Last year I read all three books in the trilogy by author Tony Riches about the Tudor dynasty. Book One was about a Owen Tudor, second husband of Catherine of Valois and stepfather to King Henry VI. Book Two was about Jasper Tudor, half-brother of King Henry VI and uncle of the future Henry VII. The final book, Book Three was about Henry Tudor and his struggle to become King of England. After finishing the trilogy on the Tudor dynasty Riches decided to try his hand at Mary Tudor, Queen of France and sister to King Henry VIII.

The love story of Mary and Charles Brandon has always intrigued me. A man whose family had been mostly servants and who was raised to Duke of Suffolk married the sister of the King in a secret ceremony in France. This unauthorized act would by a subject of Henry would usually end with the participants locked in the Tower of London, or worse yet, executed. Luckily for Mary and Charles they were both favorites of Henry and he merely fined them.

When the couple were finally allowed to return to England, Henry VIII insisted that they have a public ceremony at Greenwich Palace. He did not wish for his favorite sister’s future children to be declared illegitimate – they would be, after all, in the line of succession.

This story is wonderfully told by Riches as the life of an English princess who only wished to do what was right. Mary was loyal to those close to her, none more than to Katherine of Aragon during the King’s Great Matter. Mary despised her former maid of honor, Anne Boleyn and wanted nothing more than to see her good friend regain her position.
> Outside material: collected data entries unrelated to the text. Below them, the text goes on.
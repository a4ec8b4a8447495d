//! Vocabulary Configuration
//!
//! Capacity limits and hash sizing are carried by an explicit value handed
//! to every vocabulary and table constructor. `from_env()` is offered for
//! hosts that want to read the limits once at startup.

use tracing::warn;

/// Default initial capacity of growable arrays
pub const DEFAULT_ARRAY_CAPACITY: usize = 10;

/// Default initial bucket count of hash indexes (always a power of two)
pub const DEFAULT_HASH_CAPACITY: usize = 16;

/// Environment variable names read by [`VocabularyConfig::from_env`]
pub mod env {
    pub const IDENTIFYING_MAX_ITEMS: &str = "FASTINFOSET_IDENTIFYING_MAX_ITEMS";
    pub const NON_IDENTIFYING_MAX_ITEMS: &str = "FASTINFOSET_NON_IDENTIFYING_MAX_ITEMS";
    pub const NON_IDENTIFYING_MAX_CHARACTERS: &str = "FASTINFOSET_NON_IDENTIFYING_MAX_CHARACTERS";
    pub const ATTRIBUTE_VALUE_SIZE_LIMIT: &str = "FASTINFOSET_ATTRIBUTE_VALUE_SIZE_LIMIT";
    pub const CHARACTER_CONTENT_SIZE_LIMIT: &str = "FASTINFOSET_CHARACTER_CONTENT_SIZE_LIMIT";
}

/// How element and attribute name buckets are keyed on the serialize side
#[derive(Debug, Clone, Copy, PartialEq, Eq, Default)]
pub enum NameKeyMode {
    /// Bucket by local name; namespaces are told apart inside the bucket
    #[default]
    LocalName,
    /// Bucket by the composite `prefix:local` literal
    QualifiedName,
}

/// Rules deciding whether a serializer indexes a value at all
#[derive(Debug, Clone, Copy, PartialEq, Eq)]
pub struct IndexingLimits {
    /// Attribute values shorter than this are not indexed
    pub min_attribute_value_size: usize,
    /// Attribute values of this length or longer are not indexed
    pub max_attribute_value_size: usize,
    /// Total characters the attribute value table may hold
    pub attribute_value_memory_limit: usize,
    /// Character chunks shorter than this are not indexed
    pub min_character_content_size: usize,
    /// Character chunks of this length or longer are not indexed
    pub max_character_content_size: usize,
    /// Total characters the character content table may hold
    pub character_content_memory_limit: usize,
}

impl Default for IndexingLimits {
    fn default() -> Self {
        IndexingLimits {
            min_attribute_value_size: 0,
            max_attribute_value_size: 32,
            attribute_value_memory_limit: usize::MAX,
            min_character_content_size: 0,
            max_character_content_size: 32,
            character_content_memory_limit: usize::MAX,
        }
    }
}

/// Configuration shared by both vocabulary shapes
///
/// Identifying tables hold names (prefixes, namespaces, local names, other
/// NCNames and URIs, element and attribute names, alphabets and algorithm
/// URIs). Non-identifying tables hold attribute values, other strings and
/// character content chunks.
#[derive(Debug, Clone, PartialEq, Eq)]
pub struct VocabularyConfig {
    pub initial_array_capacity: usize,
    pub initial_hash_capacity: usize,
    pub identifying_max_items: usize,
    pub non_identifying_max_items: usize,
    pub non_identifying_max_characters: usize,
    pub name_key_mode: NameKeyMode,
    pub indexing: IndexingLimits,
}

impl Default for VocabularyConfig {
    fn default() -> Self {
        VocabularyConfig {
            initial_array_capacity: DEFAULT_ARRAY_CAPACITY,
            initial_hash_capacity: DEFAULT_HASH_CAPACITY,
            identifying_max_items: usize::MAX,
            non_identifying_max_items: usize::MAX,
            non_identifying_max_characters: usize::MAX,
            name_key_mode: NameKeyMode::default(),
            indexing: IndexingLimits::default(),
        }
    }
}

impl VocabularyConfig {
    pub fn new() -> Self {
        Self::default()
    }

    /// Read limits from `FASTINFOSET_*` environment variables, falling back to defaults
    pub fn from_env() -> Self {
        Self::from_lookup(|key| std::env::var(key).ok())
    }

    pub(crate) fn from_lookup<F>(lookup: F) -> Self
    where
        F: Fn(&str) -> Option<String>,
    {
        let mut config = VocabularyConfig::default();
        let read = |key: &str, current: usize| -> usize {
            match lookup(key) {
                Some(raw) => match raw.trim().parse::<usize>() {
                    Ok(v) if v > 0 => v,
                    _ => {
                        warn!(key, value = %raw, "ignoring invalid vocabulary limit");
                        current
                    }
                },
                None => current,
            }
        };

        config.identifying_max_items = read(env::IDENTIFYING_MAX_ITEMS, config.identifying_max_items);
        config.non_identifying_max_items =
            read(env::NON_IDENTIFYING_MAX_ITEMS, config.non_identifying_max_items);
        config.non_identifying_max_characters =
            read(env::NON_IDENTIFYING_MAX_CHARACTERS, config.non_identifying_max_characters);
        config.indexing.max_attribute_value_size =
            read(env::ATTRIBUTE_VALUE_SIZE_LIMIT, config.indexing.max_attribute_value_size);
        config.indexing.max_character_content_size =
            read(env::CHARACTER_CONTENT_SIZE_LIMIT, config.indexing.max_character_content_size);
        config
    }

    pub fn with_identifying_max_items(mut self, max: usize) -> Self {
        self.identifying_max_items = max;
        self
    }

    pub fn with_non_identifying_max_items(mut self, max: usize) -> Self {
        self.non_identifying_max_items = max;
        self
    }

    pub fn with_non_identifying_max_characters(mut self, max: usize) -> Self {
        self.non_identifying_max_characters = max;
        self
    }

    pub fn with_name_key_mode(mut self, mode: NameKeyMode) -> Self {
        self.name_key_mode = mode;
        self
    }

    pub fn with_indexing(mut self, indexing: IndexingLimits) -> Self {
        self.indexing = indexing;
        self
    }

    /// Bucket count rounded up to a power of two, capped at the index maximum
    pub(crate) fn hash_capacity(&self) -> usize {
        crate::index::bucket_count(self.initial_hash_capacity)
    }
}

#[cfg(test)]
mod tests {
    use super::*;
    use std::collections::HashMap;

    #[test]
    fn test_defaults() {
        let config = VocabularyConfig::default();
        assert_eq!(config.initial_array_capacity, 10);
        assert_eq!(config.hash_capacity(), 16);
        assert_eq!(config.identifying_max_items, usize::MAX);
        assert_eq!(config.name_key_mode, NameKeyMode::LocalName);
        assert_eq!(config.indexing.max_attribute_value_size, 32);
    }

    #[test]
    fn test_from_lookup() {
        let vars: HashMap<&str, &str> = [
            (env::IDENTIFYING_MAX_ITEMS, "100"),
            (env::NON_IDENTIFYING_MAX_CHARACTERS, " 4096 "),
            (env::NON_IDENTIFYING_MAX_ITEMS, "not-a-number"),
            (env::ATTRIBUTE_VALUE_SIZE_LIMIT, "0"),
        ]
        .into_iter()
        .collect();

        let config = VocabularyConfig::from_lookup(|k| vars.get(k).map(|v| v.to_string()));
        assert_eq!(config.identifying_max_items, 100);
        assert_eq!(config.non_identifying_max_characters, 4096);
        // Invalid and zero values fall back to defaults
        assert_eq!(config.non_identifying_max_items, usize::MAX);
        assert_eq!(config.indexing.max_attribute_value_size, 32);
    }

    #[test]
    fn test_hash_capacity_rounding() {
        let mut config = VocabularyConfig::default();
        config.initial_hash_capacity = 20;
        assert_eq!(config.hash_capacity(), 32);
        config.initial_hash_capacity = 0;
        assert_eq!(config.hash_capacity(), 1);
        config.initial_hash_capacity = usize::MAX;
        assert_eq!(config.hash_capacity(), crate::index::MAXIMUM_BUCKETS);
    }

    #[test]
    fn test_builders() {
        let config = VocabularyConfig::new()
            .with_identifying_max_items(5)
            .with_name_key_mode(NameKeyMode::QualifiedName);
        assert_eq!(config.identifying_max_items, 5);
        assert_eq!(config.name_key_mode, NameKeyMode::QualifiedName);
    }
}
Unfortunately for Mary her life wasn’t always rainbows and butterflies. She lost a son after a freak accident and then she herself became extremely ill and would be unable to see her daughters Frances and ELeanor give her grandchildren.

If you love to read about the women of the Tudor dynasty I highly recommend you buy this book. I thoroughly enjoyed it and cannot wait for the author’s next book about Charles Brandon.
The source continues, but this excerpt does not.